→ **Instructions for the task**:
Copy every record exactly, with nothing left out.

[[ Material supplied open ]]

use std::cmp::Ordering;
use std::vec;

pub(crate) type Comparator<T> = Box<dyn Fn(&T, &T) -> Ordering>;

/// 排序适配器：按比较器稳定排序，比较结果相等的元素维持原有相对顺序。
///
/// 构造时不求值，首次拉取时物化并排序整个源，仅支持有限序列。
pub struct OrderBy<I: Iterator> {
    source: Option<I>,
    cmp: Comparator<I::Item>,
    sorted: Option<vec::IntoIter<I::Item>>,
}

impl<I: Iterator> OrderBy<I> {
    pub(crate) fn new(source: I, cmp: Comparator<I::Item>) -> Self {
        OrderBy { source: Some(source), cmp, sorted: None }
    }

    /// 组合次级比较器，仅在主比较结果相等时生效。
    pub(crate) fn refine(mut self, secondary: Comparator<I::Item>) -> Self
    where
        I::Item: 'static,
    {
        let primary = std::mem::replace(&mut self.cmp, Box::new(|_, _| Ordering::Equal));
        self.cmp = Box::new(move |a, b| primary(a, b).then_with(|| secondary(a, b)));
        self
    }
}

impl<I: Iterator> Iterator for OrderBy<I> {
    type Item = I::Item;

    fn next(&mut self) -> Option<Self::Item> {
        if let Some(source) = self.source.take() {
            let mut items: Vec<_> = source.collect();
            // Vec::sort_by 为稳定排序
            items.sort_by(|a, b| (self.cmp)(a, b));
            self.sorted = Some(items.into_iter());
        }
        self.sorted.as_mut()?.next()
    }
}

/// 逆序适配器：首次拉取时物化整个源，再从末尾逐个输出，仅支持有限序列。
pub struct Reversed<I: Iterator> {
    source: Option<I>,
    items: Vec<I::Item>,
}

impl<I: Iterator> Reversed<I> {
    pub(crate) fn new(source: I) -> Self {
        Reversed { source: Some(source), items: Vec::new() }
    }
}

impl<I: Iterator> Iterator for Reversed<I> {
    type Item = I::Item;

    fn next(&mut self) -> Option<Self::Item> {
        if let Some(source) = self.source.take() {
            self.items = source.collect();
        }
        self.items.pop()
    }
}

#[cfg(test)]
mod tests {
    use crate::Seq;
    use ordered_float::OrderedFloat;

    #[test]
    fn test_order_by_ascending() {
        assert_eq!(Seq::of([3, 1, 2]).order_by(|x| *x).to_list(), vec![1, 2, 3]);
        assert_eq!(Seq::of([1, 2, 3]).order_by(|x| -x).to_list(), vec![3, 2, 1]);
    }

    #[test]
    fn test_order_by_stable() {
        let source = vec![(1, "a"), (1, "b")];
        let sorted = Seq::of(source).order_by(|pair| pair.0).to_list();
        assert_eq!(sorted, vec![(1, "a"), (1, "b")]);
    }

    #[test]
    fn test_order_by_float_key() {
        let sorted = Seq::of([2.5f64, 0.5, 1.5]).order_by(|x| OrderedFloat(*x)).to_list();
        assert_eq!(sorted, vec![0.5, 1.5, 2.5]);
    }

    #[test]
    fn test_order_by_cmp() {
        let sorted = Seq::of([1, 3, 2]).order_by_cmp(|a, b| b.cmp(a)).to_list();
        assert_eq!(sorted, vec![3, 2, 1]);
    }

    #[test]
    fn test_then_by_refines_ties() {
        // 主键为奇偶性，次级键为数值本身
        let sorted = Seq::of([1, 2, 3, 4, 5]).order_by(|x| x % 2).then_by(|x| *x).to_list();
        assert_eq!(sorted, vec![2, 4, 1, 3, 5]);
    }

    #[test]
    fn test_then_by_preserves_remaining_ties() {
        let source = vec![(1, 1, "a"), (1, 1, "b"), (1, 0, "c")];
        let sorted = Seq::of(source).order_by(|t| t.0).then_by(|t| t.1).to_list();
        assert_eq!(sorted, vec![(1, 0, "c"), (1, 1, "a"), (1, 1, "b")]);
    }

    #[test]
    fn test_reverse() {
        assert_eq!(Seq::of([1, 2, 3, 4, 5]).reverse().to_list(), vec![5, 4, 3, 2, 1]);
        assert_eq!(Seq::of(Vec::<i32>::new()).reverse().to_list(), Vec::<i32>::new());
    }

    #[test]
    fn test_reverse_round_trip() {
        let source = vec![1, 2, 2, 3];
        assert_eq!(Seq::of(source.clone()).reverse().reverse().to_list(), source);
    }
}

[[ Material supplied closed ]]

→ **Result of this task**:
use std::cmp::Ordering;
use std::vec;

pub(crate) type Comparator<T> = Box<dyn Fn(&T, &T) -> Ordering>;

/// 排序适配器：按比较器稳定排序，比较结果相等的元素维持原有相对顺序。
///
/// 构造时不求值，首次拉取时物化并排序整个源，仅支持有限序列。
pub struct OrderBy<I: Iterator> {
    source: Option<I>,
    cmp: Comparator<I::Item>,
    sorted: Option<vec::IntoIter<I::Item>>,
}

impl<I: Iterator> OrderBy<I> {
    pub(crate) fn new(source: I, cmp: Comparator<I::Item>) -> Self {
        OrderBy { source: Some(source), cmp, sorted: None }
    }

    /// 组合次级比较器，仅在主比较结果相等时生效。
    pub(crate) fn refine(mut self, secondary: Comparator<I::Item>) -> Self
    where
        I::Item: 'static,
    {
        let primary = std::mem::replace(&mut self.cmp, Box::new(|_, _| Ordering::Equal));
        self.cmp = Box::new(move |a, b| primary(a, b).then_with(|| secondary(a, b)));
        self
    }
}

impl<I: Iterator> Iterator for OrderBy<I> {
    type Item = I::Item;

    fn next(&mut self) -> Option<Self::Item> {
        if let Some(source) = self.source.take() {
            let mut items: Vec<_> = source.collect();
            // Vec::sort_by 为稳定排序
            items.sort_by(|a, b| (self.cmp)(a, b));
            self.sorted = Some(items.into_iter());
        }
        self.sorted.as_mut()?.next()
    }
}

/// 逆序适配器：首次拉取时物化整个源，再从末尾逐个输出，仅支持有限序列。
pub struct Reversed<I: Iterator> {
    source: Option<I>,
    items: Vec<I::Item>,
}

impl<I: Iterator> Reversed<I> {
    pub(crate) fn new(source: I) -> Self {
        Reversed { source: Some(source), items: Vec::new() }
    }
}

impl<I: Iterator> Iterator for Reversed<I> {
    type Item = I::Item;

    fn next(&mut self) -> Option<Self::Item> {
        if let Some(source) = self.source.take() {
            self.items = source.collect();
        }
        self.items.pop()
    }
}

#[cfg(test)]
mod tests {
    use crate::Seq;
    use ordered_float::OrderedFloat;

    #[test]
    fn test_order_by_ascending() {
        assert_eq!(Seq::of([3, 1, 2]).order_by(|x| *x).to_list(), vec![1, 2, 3]);
        assert_eq!(Seq::of([1, 2, 3]).order_by(|x| -x).to_list(), vec![3, 2, 1]);
    }

    #[test]
    fn test_order_by_stable() {
        let source = vec![(1, "a"), (1, "b")];
        let sorted = Seq::of(source).order_by(|pair| pair.0).to_list();
        assert_eq!(sorted, vec![(1, "a"), (1, "b")]);
    }

    #[test]
    fn test_order_by_float_key() {
        let sorted = Seq::of([2.5f64, 0.5, 1.5]).order_by(|x| OrderedFloat(*x)).to_list();
        assert_eq!(sorted, vec![0.5, 1.5, 2.5]);
    }

    #[test]
    fn test_order_by_cmp() {
        let sorted = Seq::of([1, 3, 2]).order_by_cmp(|a, b| b.cmp(a)).to_list();
        assert_eq!(sorted, vec![3, 2, 1]);
    }

    #[test]
    fn test_then_by_refines_ties() {
        // 主键为奇偶性，次级键为数值本身
        let sorted = Seq::of([1, 2, 3, 4, 5]).order_by(|x| x % 2).then_by(|x| *x).to_list();
        assert_eq!(sorted, vec![2, 4, 1, 3, 5]);
    }

    #[test]
    fn test_then_by_preserves_remaining_ties() {
        let source = vec![(1, 1, "a"), (1, 1, "b"), (1, 0, "c")];
        let sorted = Seq::of(source).order_by(|t| t.0).then_by(|t| t.1).to_list();
        assert_eq!(sorted, vec![(1, 0, "c"), (1, 1, "a"), (1, 1, "b")]);
    }

    #[test]
    fn test_reverse() {
        assert_eq!(Seq::of([1, 2, 3, 4, 5]).reverse().to_list(), vec![5, 4, 3, 2, 1]);
        assert_eq!(Seq::of(Vec::<i32>::new()).reverse().to_list(), Vec::<i32>::new());
    }

    #[test]
    fn test_reverse_round_trip() {
        let source = vec![1, 2, 2, 3];
        assert_eq!(Seq::of(source.clone()).reverse().reverse().to_list(), source);
    }
}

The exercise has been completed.